● Exercise
Stop after the line containing "pub fn endpoint(&self, port_override: Option<u16>)"; retype every line of the data before it exactly, starting from the first.

● Entries supplied
//! Fire-and-forget frame transport
//!
//! Every frame travels over its own TCP connection: connect, write, close. Nothing
//! is read back and nothing is retried. All failure causes collapse into
//! `Delivery::Failed`.

use std::fmt;
use std::net::{IpAddr, Ipv4Addr, UdpSocket};
use std::time::Duration;

use async_trait::async_trait;
use errors::{GridgenError, GridgenResult};
use tokio::io::AsyncWriteExt;
use tokio::net::TcpStream;
use tokio::time::timeout;
use tracing::{debug, trace};

use crate::modbus::Frame;

/// Default connect/write timeout for a single transmission
pub const DEFAULT_TRANSMIT_TIMEOUT: Duration = Duration::from_millis(100);

/// Destination of every connection in a run
#[derive(Debug, Clone, PartialEq, Eq)]
pub struct Target {
    host: String,
    port: u16,
}

impl Target {
    pub fn new(host: impl Into<String>, port: u16) -> GridgenResult<Self> {
        let host = host.into();
        let trimmed = host.trim();

        if trimmed.is_empty() {
            return Err(GridgenError::InvalidTarget(
                "host must not be empty".to_string(),
            ));
        }
        if trimmed.contains(char::is_whitespace) {
            return Err(GridgenError::InvalidTarget(format!(
                "host '{trimmed}' contains whitespace"
            )));
        }
        if port == 0 {
            return Err(GridgenError::InvalidTarget("port must not be 0".to_string()));
        }

        Ok(Self {
            host: trimmed.to_string(),
            port,
        })
    }

    pub fn host(&self) -> &str {
        &self.host
    }

    pub fn port(&self) -> u16 {
        self.port
    }

    /// `host:port`, using `port_override` instead of the target port when given
    pub fn endpoint(&self, port_override: Option<u16>) -> String {
        let port = port_override.unwrap_or(self.port);
        if self.host.contains(':') {
            // Bare IPv6 literal
            format!("[{}]:{}", self.host, port)
        } else {
            format!("{}:{}", self.host, port)
        }
    }
}

impl fmt::Display for Target {
    fn fmt(&self, f: &mut fmt::Formatter<'_>) -> fmt::Result {
        f.write_str(&self.endpoint(None))
    }
}

/// Outcome of one transmission
#[must_use]
#[derive(Debug, Clone, Copy, PartialEq, Eq)]
pub enum Delivery {
    /// Connected and wrote the whole frame
    Sent,
    /// Anything else: refused, timed out, unreachable, reset
    Failed,
}

impl Delivery {
    #[inline]
    pub fn is_sent(self) -> bool {
        self == Delivery::Sent
    }
}

/// Destination for generated frames
///
/// Implementations must never panic or propagate errors: a send either happens or it
/// does not.
#[async_trait]
pub trait FrameSink: Send + Sync {
    /// Deliver `frame` to the target, or to `port` on the target host when given
    async fn transmit(&self, frame: &Frame, port: Option<u16>) -> Delivery;

    fn target(&self) -> &Target;
}

/// TCP sink: one short-lived connection per frame
#[derive(Debug, Clone)]
pub struct TcpFrameSink {
    target: Target,
    timeout: Duration,
}

impl TcpFrameSink {
    pub fn new(target: Target, timeout: Duration) -> Self {
        Self { target, timeout }
    }
}

#[async_trait]
impl FrameSink for TcpFrameSink {
    async fn transmit(&self, frame: &Frame, port: Option<u16>) -> Delivery {
        transmit(frame, &self.target, port, self.timeout).await
    }

    fn target(&self) -> &Target {
        &self.target
    }
}

/// Open a connection, write `frame`, close it
///
/// Connect and write are each bounded by `timeout_duration`. Closing is best effort and
/// does not affect the outcome.
pub async fn transmit(
    frame: &Frame,
    target: &Target,
    port: Option<u16>,
    timeout_duration: Duration,
) -> Delivery {
    let addr = target.endpoint(port);

    let mut stream = match timeout(timeout_duration, TcpStream::connect(addr.as_str())).await {
        Ok(Ok(stream)) => stream,
        Ok(Err(e)) => {
            trace!("TCP connect: {} - {}", addr, e);
            return Delivery::Failed;
        },
        Err(_) => {
            trace!("TCP connect timeout: {}", addr);
            return Delivery::Failed;
        },
    };

    if let Err(e) = stream.set_nodelay(true) {
        trace!("TCP_NODELAY: {}", e);
    }

    match timeout(timeout_duration, stream.write_all(frame.as_bytes())).await {
        Ok(Ok(())) => {},
        Ok(Err(e)) => {
            trace!("TCP TX: {} - {}", addr, e);
            return Delivery::Failed;
        },
        Err(_) => {
            trace!("TCP TX timeout: {}", addr);
            return Delivery::Failed;
        },
    }

    let _ = timeout(timeout_duration, stream.shutdown()).await;
    trace!("TCP TX: {} {}B", addr, frame.len());

    Delivery::Sent
}

/// Local IPv4 address used for outbound traffic
///
/// Connecting a UDP socket sends nothing; it only asks the OS for a route. Falls back
/// to loopback when there is no route.
pub fn detect_local_ip() -> IpAddr {
    let probe = || -> std::io::Result<IpAddr> {
        let socket = UdpSocket::bind((Ipv4Addr::UNSPECIFIED, 0))?;
        socket.connect((Ipv4Addr::new(8, 8, 8, 8), 80))?;
        Ok(socket.local_addr()?.ip())
    };

    match probe() {
        Ok(ip) => ip,
        Err(e) => {
            debug!("Local IP detection failed ({}), using loopback", e);
            IpAddr::V4(Ipv4Addr::LOCALHOST)
        },
    }
}
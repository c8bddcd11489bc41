//! gridgen - synthetic Modbus/TCP traffic generator
//!
//! Produces benign polling and five adversarial patterns (flood, scan, unauthorized
//! write, malformed frames, and a concurrent mix) against a single target so that
//! intrusion detection on the monitored side has something to detect.
//!
//! The library drives a `FrameSink`; the `gridgen` binary wires it to TCP.

pub mod cli;
pub mod config;
pub mod engine;
pub mod generators;
pub mod profile;
pub mod reporter;
pub mod state;
pub mod suite;
pub mod test_utils;

pub use config::GeneratorConfig;
pub use engine::TrafficEngine;
pub use profile::{
    FloodSpec, MalformedSpec, MixedSpec, MixedVector, NormalSpec, ProfileKind, ProfileSpec,
    ScanSpec, WriteSpec,
};
pub use reporter::spawn_progress_reporter;
pub use state::RunState;
pub use suite::{PhaseResult, SuitePhase, SuiteReport, SuiteSpec};
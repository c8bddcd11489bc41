//! Run-scoped shared state

use std::sync::atomic::{AtomicU64, Ordering};

use tokio_util::sync::CancellationToken;

/// Counter and stop flag shared by every loop of one generation run
///
/// `packets_sent` only grows, by exactly one per delivered frame. The stop flag is
/// cooperative: loops poll it once per iteration and pacing sleeps wake on it.
#[derive(Debug, Default)]
pub struct RunState {
    packets_sent: AtomicU64,
    stop: CancellationToken,
}

impl RunState {
    pub fn new() -> Self {
        Self::default()
    }

    /// State whose stop flag is driven by an existing token
    pub fn with_token(stop: CancellationToken) -> Self {
        Self {
            packets_sent: AtomicU64::new(0),
            stop,
        }
    }

    /// Frames delivered so far
    #[inline]
    pub fn packets_sent(&self) -> u64 {
        self.packets_sent.load(Ordering::Relaxed)
    }

    /// Count one delivered frame, returning the new total
    #[inline]
    pub fn record_sent(&self) -> u64 {
        self.packets_sent.fetch_add(1, Ordering::Relaxed) + 1
    }

    pub fn request_stop(&self) {
        self.stop.cancel();
    }

    #[inline]
    pub fn stop_requested(&self) -> bool {
        self.stop.is_cancelled()
    }

    pub fn stop_token(&self) -> &CancellationToken {
        &self.stop
    }

    /// Resolves once a stop has been requested
    pub async fn stopped(&self) {
        self.stop.cancelled().await;
    }
}
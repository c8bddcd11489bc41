//! Layered configuration loading
//!
//! Priority (highest to lowest):
//! 1. Environment variables (prefixed, `__` separates nested keys)
//! 2. Explicit config file (YAML/TOML/JSON by extension)
//! 3. Serialized defaults

use std::path::Path;

use errors::{GridgenError, GridgenResult};
use figment::{
    providers::{Env, Format, Json, Serialized, Toml, Yaml},
    Figment,
};
use serde::{de::DeserializeOwned, Serialize};
use tracing::debug;

/// Build the figment without extracting it
pub fn layered_figment<T>(
    defaults: &T,
    file: Option<&Path>,
    env_prefix: &str,
) -> GridgenResult<Figment>
where
    T: Serialize,
{
    let mut figment = Figment::from(Serialized::defaults(defaults));

    if let Some(path) = file {
        if !path.is_file() {
            return Err(GridgenError::config(format!(
                "Config file not found: {}",
                path.display()
            )));
        }

        let extension = path
            .extension()
            .and_then(|s| s.to_str())
            .ok_or_else(|| GridgenError::config("Config file must have an extension"))?;

        figment = match extension {
            "yaml" | "yml" => figment.merge(Yaml::file(path)),
            "toml" => figment.merge(Toml::file(path)),
            "json" => figment.merge(Json::file(path)),
            _ => {
                return Err(GridgenError::config(format!(
                    "Unsupported config file format: {extension}"
                )))
            },
        };
        debug!("Config file: {}", path.display());
    }

    Ok(figment.merge(Env::prefixed(env_prefix).split("__")))
}

/// Load `T` from defaults, an optional file and prefixed environment variables
pub fn load_layered<T>(defaults: T, file: Option<&Path>, env_prefix: &str) -> GridgenResult<T>
where
    T: Serialize + DeserializeOwned,
{
    Ok(layered_figment(&defaults, file, env_prefix)?.extract()?)
}
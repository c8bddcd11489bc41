//! gridgen protocol layer
//!
//! Builds the frames gridgen sends and delivers them over transient TCP connections.
//!
//! # Architecture
//!
//! ```text
//! gridgen-protocols
//!     ├── modbus (MBAP request layout, malformed payloads, Frame)
//!     └── transport (Target, FrameSink, TcpFrameSink, Delivery)
//! ```
//!
//! All profile loops talk to a `FrameSink`. The TCP implementation opens one connection
//! per frame and collapses every failure into `Delivery::Failed`.

pub mod modbus;
pub mod transport;

pub use modbus::{build_frame, function_code_name, Frame, FrameKind, MbapHeader, RequestFrame};
pub use transport::{
    detect_local_ip, transmit, Delivery, FrameSink, Target, TcpFrameSink, DEFAULT_TRANSMIT_TIMEOUT,
};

● Answer area
//! Fire-and-forget frame transport
//!
//! Every frame travels over its own TCP connection: connect, write, close. Nothing
//! is read back and nothing is retried. All failure causes collapse into
//! `Delivery::Failed`.

use std::fmt;
use std::net::{IpAddr, Ipv4Addr, UdpSocket};
use std::time::Duration;

use async_trait::async_trait;
use errors::{GridgenError, GridgenResult};
use tokio::io::AsyncWriteExt;
use tokio::net::TcpStream;
use tokio::time::timeout;
use tracing::{debug, trace};

use crate::modbus::Frame;

/// Default connect/write timeout for a single transmission
pub const DEFAULT_TRANSMIT_TIMEOUT: Duration = Duration::from_millis(100);

/// Destination of every connection in a run
#[derive(Debug, Clone, PartialEq, Eq)]
pub struct Target {
    host: String,
    port: u16,
}

impl Target {
    pub fn new(host: impl Into<String>, port: u16) -> GridgenResult<Self> {
        let host = host.into();
        let trimmed = host.trim();

        if trimmed.is_empty() {
            return Err(GridgenError::InvalidTarget(
                "host must not be empty".to_string(),
            ));
        }
        if trimmed.contains(char::is_whitespace) {
            return Err(GridgenError::InvalidTarget(format!(
                "host '{trimmed}' contains whitespace"
            )));
        }
        if port == 0 {
            return Err(GridgenError::InvalidTarget("port must not be 0".to_string()));
        }

        Ok(Self {
            host: trimmed.to_string(),
            port,
        })
    }

    pub fn host(&self) -> &str {
        &self.host
    }

    pub fn port(&self) -> u16 {
        self.port
    }

    /// `host:port`, using `port_override` instead of the target port when given
    pub fn endpoint(&self, port_override: Option<u16>) -> String {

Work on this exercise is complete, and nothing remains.